Records to use:
use crate::celestial::error::{ensure_finite, CelestialError, CelestialResult};
use serde::Serialize;

#[derive(Clone, Copy, Debug, PartialEq, Serialize)]
pub struct Rgb {
    pub red: f64,
    pub green: f64,
    pub blue: f64,
}

impl Rgb {
    pub fn to_hex(&self) -> String {
        let byte = |c: f64| (c.clamp(0.0, 1.0) * 255.0).round() as u8;
        format!(
            "#{:02X}{:02X}{:02X}",
            byte(self.red),
            byte(self.green),
            byte(self.blue)
        )
    }
}

// Cubic fits of the chromaticity x coordinate in 1/T, per temperature regime.
const X_FIT_COOL: [f64; 4] = [0.27475e9, -0.98598e6, 1.17444e3, 0.145986];
const X_FIT_WARM: [f64; 4] = [-4.6070e9, 2.9678e6, 0.09911e3, 0.244063];
const X_FIT_HOT: [f64; 4] = [-2.0064e9, 1.9018e6, 0.24748e3, 0.237040];

// Linear sRGB from CIE XYZ.
const XYZ_TO_RGB: [[f64; 3]; 3] = [
    [3.2406, -1.5372, -0.4986],
    [-0.9689, 1.8758, 0.0415],
    [0.0557, -0.2040, 1.0570],
];

fn chromaticity_x(kelvin: f64) -> f64 {
    let [c3, c2, c1, c0] = if kelvin <= 4000.0 {
        X_FIT_COOL
    } else if kelvin <= 7000.0 {
        X_FIT_WARM
    } else {
        X_FIT_HOT
    };
    let t = kelvin;
    c3 / (t * t * t) + c2 / (t * t) + c1 / t + c0
}

pub fn temperature_to_rgb(kelvin: f64) -> CelestialResult<Rgb> {
    let kelvin = ensure_finite("temperature", kelvin)?;
    if kelvin <= 0.0 {
        return Err(CelestialError::invalid(
            "temperature",
            format!("{kelvin} K is not above absolute zero"),
        ));
    }

    let x = chromaticity_x(kelvin);
    let y = -3.0 * x * x + 2.87 * x - 0.275;
    let xyz = [x / y, 1.0, (1.0 - x - y) / y];

    let [red, green, blue] =
        XYZ_TO_RGB.map(|row| row.iter().zip(xyz).map(|(m, v)| m * v).sum::<f64>());
    let max = red.max(green).max(blue);
    if !(max.is_finite() && max > 0.0) {
        return Err(CelestialError::invalid(
            "temperature",
            format!("{kelvin} K falls outside the fitted locus"),
        ));
    }

    // Very cool stars push blue slightly below zero.
    let norm = |c: f64| (c / max).clamp(0.0, 1.0);
    Ok(Rgb {
        red: norm(red),
        green: norm(green),
        blue: norm(blue),
    })
}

What the task asks:
Return each line of the entries that holds the string "zero".

Final answer:
            format!("{kelvin} K is not above absolute zero"),
    // Very cool stars push blue slightly below zero.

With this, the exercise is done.